15 mar 2002 . Actualizado a las 06:00 h.

Sospecho que Mariano Rajoy acaba de dar un paso importante en la carrera sucesoria. «O no», diría él. Yo creo que sí. En la última sesión de control, toreó como pocas veces habíamos visto. Fue ágil. Utilizó el retruécano. Lanzó la sorna ¿«coña mariñeira», tendríamos que decir aquí¿ como un proyectil sobre la oposición. Se mofó de las preguntas. Llevó la retranca al Parlamento. Fue cruel con la buena de Carmen Romero. Y la tomó con el ausente Zapatero que, en sus palabras, parecía un muñeco de trapo volteado en el redondel. Eficaz. Humillante para la oposición, pero eficaz. Tienen más razón de fondo los socialistas, que han descubierto en la inseguridad ciudadana el agujero negro del Gobierno. Pero quizá la pierdan en las formas. Lo dramatizan todo. Hacen preguntas que les parecen terribles, de insoportable cerco al poder, en sus laboratorios de despacho. Se lanzan a la yugular: «Los ministros del Interior debían ser responsables». Y se lanzan al discurso tremendista: «Usted debe creer que los españoles somos imbéciles». Frente a eso, asomó el paisano gallego que Rajoy lleva dentro.
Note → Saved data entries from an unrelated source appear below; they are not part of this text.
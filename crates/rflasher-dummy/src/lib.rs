//! rflasher-dummy - a RAM-backed [`ProgrammerDispatch`] for exercising the
//! erase/write/verify engine without real hardware.
//!
//! Mirrors the source's `programmer_dummy.c`: a flat in-memory array stands
//! in for the chip array, `erase_region` fills with `0xff`, and writes AND
//! new bytes into old ones the way real NOR flash can only clear bits. Two
//! optional fault knobs (a dropped write, a failing erase call) exist purely
//! so the engine's recovery paths can be exercised deterministically in
//! tests, rather than as anything a real programmer backend would offer.

#![cfg_attr(not(feature = "std"), no_std)]

#[cfg(feature = "alloc")]
extern crate alloc;

#[cfg(feature = "alloc")]
use alloc::vec;
#[cfg(feature = "alloc")]
use alloc::vec::Vec;

use rflasher_core::error::Result;
use rflasher_core::programmer::{BusType, ProgrammerDispatch};

/// Identity and size of the emulated chip.
#[derive(Debug, Clone, Copy)]
pub struct DummyConfig {
    /// JEDEC manufacturer ID returned by `read_id`.
    pub manufacturer_id: u8,
    /// JEDEC device ID returned by `read_id`.
    pub device_id: u16,
    /// Flash size in bytes.
    pub size: usize,
}

impl Default for DummyConfig {
    fn default() -> Self {
        Self {
            manufacturer_id: 0xEF, // Winbond
            device_id: 0x4018,     // W25Q128-demo
            size: 1024 * 1024,
        }
    }
}

/// Deterministic fault injection, off by default.
#[derive(Debug, Clone, Copy, Default)]
pub struct FaultConfig {
    /// Silently drop this 1-indexed `chip_writen` call: report success
    /// without touching memory, so a later verify catches the mismatch.
    pub drop_write_call: Option<u32>,
    /// Fail this 1-indexed `erase_region` call with [`rflasher_core::error::Error::EraseError`],
    /// exactly once. Later calls (e.g. a fallback eraser's) are unaffected.
    pub fail_erase_call: Option<u32>,
}

/// In-memory flash emulator.
#[cfg(feature = "alloc")]
pub struct DummyProgrammer {
    config: DummyConfig,
    data: Vec<u8>,
    faults: FaultConfig,
    write_calls: u32,
    erase_calls: u32,
    erase_fault_spent: bool,
}

#[cfg(feature = "alloc")]
impl DummyProgrammer {
    /// Create a fresh, fully-erased (`0xff`) emulated chip.
    pub fn new(config: DummyConfig) -> Self {
        Self::with_faults(config, FaultConfig::default())
    }

    /// Create an emulated chip with fault injection enabled.
    pub fn with_faults(config: DummyConfig, faults: FaultConfig) -> Self {
        let data = vec![0xffu8; config.size];
        Self {
            config,
            data,
            faults,
            write_calls: 0,
            erase_calls: 0,
            erase_fault_spent: false,
        }
    }

    /// Build a chip with pre-existing (non-erased) contents, e.g. to model
    /// a chip that already holds firmware before a write is attempted.
    pub fn with_data(config: DummyConfig, initial: &[u8]) -> Self {
        let mut d = Self::new(config);
        let len = initial.len().min(d.data.len());
        d.data[..len].copy_from_slice(&initial[..len]);
        d
    }

    /// The emulated chip's raw contents.
    pub fn data(&self) -> &[u8] {
        &self.data
    }

    /// The configuration this instance was built with.
    pub fn config(&self) -> &DummyConfig {
        &self.config
    }
}

#[cfg(feature = "alloc")]
impl ProgrammerDispatch for DummyProgrammer {
    fn supported_buses(&self) -> BusType {
        BusType::SPI
    }

    fn chip_readb(&mut self, addr: u32) -> Result<u8> {
        Ok(self.data[addr as usize])
    }

    fn chip_writeb(&mut self, addr: u32, val: u8) -> Result<()> {
        self.data[addr as usize] &= val;
        Ok(())
    }

    fn chip_readn(&mut self, addr: u32, buf: &mut [u8]) -> Result<()> {
        let start = addr as usize;
        buf.copy_from_slice(&self.data[start..start + buf.len()]);
        Ok(())
    }

    fn chip_writen(&mut self, addr: u32, data: &[u8]) -> Result<()> {
        self.write_calls += 1;
        if self.faults.drop_write_call == Some(self.write_calls) {
            log::warn!("dropping write call {} ({} bytes at {addr:#x})", self.write_calls, data.len());
            return Ok(());
        }
        let start = addr as usize;
        for (i, &byte) in data.iter().enumerate() {
            self.data[start + i] &= byte;
        }
        Ok(())
    }

    fn erase_region(&mut self, addr: u32, len: u32) -> Result<()> {
        self.erase_calls += 1;
        if !self.erase_fault_spent && self.faults.fail_erase_call == Some(self.erase_calls) {
            self.erase_fault_spent = true;
            return Err(rflasher_core::error::Error::EraseError);
        }
        let start = addr as usize;
        let end = start + len as usize;
        self.data[start..end].fill(0xff);
        Ok(())
    }

    fn read_id(&mut self) -> Result<(u8, u16)> {
        Ok((self.config.manufacturer_id, self.config.device_id))
    }
}

#[cfg(all(test, feature = "alloc"))]
mod tests {
    use super::*;
    use rflasher_core::chip::{DEMO_DUAL_ERASER, DEMO_SINGLE_ERASER};
    use rflasher_core::erase_write::{erase_and_write_flash, verify_range};
    use rflasher_core::flash::FlashContext;
    use rflasher_core::testpattern::generate_testpattern;

    #[test]
    fn read_id_matches_configuration() {
        let mut dummy = DummyProgrammer::new(DummyConfig::default());
        assert_eq!(dummy.read_id().unwrap(), (0xEF, 0x4018));
    }

    // S1: erasing a chip pre-filled with a non-0xff pattern brings every
    // byte back to 0xff.
    #[test]
    fn erase_brings_the_whole_chip_to_all_ones() {
        let chip = DEMO_SINGLE_ERASER;
        let total = chip.total_size as usize;
        let old = vec![0xA5u8; total];
        let mut dummy = DummyProgrammer::with_data(
            DummyConfig {
                size: total,
                ..DummyConfig::default()
            },
            &old,
        );

        let new = vec![0xffu8; total];
        let mut cur = vec![0u8; total];
        {
            let mut ctx = FlashContext::new(chip, &mut dummy);
            erase_and_write_flash(&mut ctx, &old, &new, &mut cur).unwrap();
            verify_range(&mut ctx, &new, 0).unwrap();
        }
        assert!(dummy.data().iter().all(|&b| b == 0xff));
    }

    // S2: writing contents identical to what's already on the chip needs no
    // erase and no write call anywhere.
    #[test]
    fn write_identical_contents_touches_nothing() {
        let chip = DEMO_SINGLE_ERASER;
        let total = chip.total_size as usize;
        let same = vec![0x3cu8; total];
        let mut dummy = DummyProgrammer::with_data(
            DummyConfig {
                size: total,
                ..DummyConfig::default()
            },
            &same,
        );

        let old = same.clone();
        let new = same;
        let mut cur = vec![0u8; total];
        {
            let mut ctx = FlashContext::new(chip, &mut dummy);
            erase_and_write_flash(&mut ctx, &old, &new, &mut cur).unwrap();
            verify_range(&mut ctx, &new, 0).unwrap();
        }
        assert_eq!(dummy.write_calls, 0);
        assert_eq!(dummy.erase_calls, 0);
    }

    // S3: a single differing run inside one erase block forces that block
    // (and only that block) to be erased and rewritten.
    #[test]
    fn partial_change_within_one_block_erases_only_that_block() {
        let chip = DEMO_SINGLE_ERASER; // 256 blocks of 4 KiB
        let total = chip.total_size as usize;
        let mut old = vec![0xffu8; total];
        old[0x1000..0x1010].fill(0x00);
        let mut dummy = DummyProgrammer::with_data(
            DummyConfig {
                size: total,
                ..DummyConfig::default()
            },
            &old,
        );

        let new = vec![0xffu8; total];
        let mut cur = vec![0u8; total];
        {
            let mut ctx = FlashContext::new(chip, &mut dummy);
            erase_and_write_flash(&mut ctx, &old, &new, &mut cur).unwrap();
            verify_range(&mut ctx, &new, 0).unwrap();
        }
        assert_eq!(dummy.erase_calls, 1);
        assert!(dummy.data().iter().all(|&b| b == 0xff));
    }

    #[test]
    fn full_round_trip_on_the_single_eraser_demo_chip() {
        let chip = DEMO_SINGLE_ERASER;
        let total = chip.total_size as usize;
        let mut dummy = DummyProgrammer::new(DummyConfig {
            size: total,
            ..DummyConfig::default()
        });

        let old = vec![0xffu8; total];
        let mut new = vec![0xffu8; total];
        generate_testpattern(&mut new[..512], 0);
        let mut cur = vec![0u8; total];

        let mut ctx = FlashContext::new(chip, &mut dummy);
        erase_and_write_flash(&mut ctx, &old, &new, &mut cur).unwrap();
        verify_range(&mut ctx, &new, 0).unwrap();
    }

    // S4: the dummy silently drops the very first sub-block write. The
    // engine still reports the erase/write pass as successful (it has no
    // way to see the drop), but a subsequent verify against the intended
    // contents must fail.
    #[test]
    fn dropped_write_is_caught_by_a_later_verify() {
        let chip = DEMO_SINGLE_ERASER;
        let total = chip.total_size as usize;
        let mut dummy = DummyProgrammer::with_faults(
            DummyConfig {
                size: total,
                ..DummyConfig::default()
            },
            FaultConfig {
                drop_write_call: Some(1),
                ..FaultConfig::default()
            },
        );

        let old = vec![0xffu8; total];
        let mut new = vec![0xffu8; total];
        new[10] = 0x42;
        let mut cur = vec![0u8; total];

        let mut ctx = FlashContext::new(chip, &mut dummy);
        erase_and_write_flash(&mut ctx, &old, &new, &mut cur).unwrap();
        assert_eq!(
            verify_range(&mut ctx, &new, 0),
            Err(rflasher_core::error::Error::VerifyError)
        );
    }

    // S5: the dual-eraser demo chip's first eraser (256 blocks of 4 KiB)
    // fails on its fifth block; the engine must fall back to the second
    // eraser (16 blocks of 64 KiB) and complete successfully from a fresh
    // re-read.
    #[test]
    fn eraser_fallback_after_failure_on_the_fifth_block() {
        let chip = DEMO_DUAL_ERASER;
        let total = chip.total_size as usize;
        let mut dummy = DummyProgrammer::with_faults(
            DummyConfig {
                size: total,
                ..DummyConfig::default()
            },
            FaultConfig {
                fail_erase_call: Some(5),
                ..FaultConfig::default()
            },
        );

        let old = vec![0xffu8; total];
        let mut new = vec![0x00u8; total];
        let mut cur = vec![0u8; total];

        let mut ctx = FlashContext::new(chip, &mut dummy);
        erase_and_write_flash(&mut ctx, &old, &new, &mut cur).unwrap();
        verify_range(&mut ctx, &new, 0).unwrap();
    }
}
Pero no el cauto de «mexan por nos i hai que decir que chove», sino el otro, el que se revuelve ante la sensación de cerco y pregunta: «¿i a ti, qué che pasa?». Y cambió dramatismo por cachondeo. Este miércoles quedará en la pequeña historia parlamentaria como el día en que el Gobierno se decidió a responder desde el sarcasmo. Los socialistas contaban con todo, menos con esta reacción. Y se quedaron tan sorprendidos como el Madrid ante el Deportivo. Sólo acertaron a decirle a Rajoy: «Corre el riesgo de ser el bufón de la corte». Ignoro cómo sentará a la sosegada sociedad española ver a un Vicepresidente del Gobierno tan agresivo. Pero Rajoy no jugaba la carta de la opinión pública. Actuaba, sobre todo, para sus fieles, empezando por los diputados. Y ahí quedó como un triunfador. Al cabreo socialista correspondió el entusiasmo de los escaños del PP. Han disfrutado como nunca. Han visto un líder que, además de contundente, les resulta divertido. Más divertido que Aznar. Por eso creo que el miércoles se ha empezado a ver el sucesor.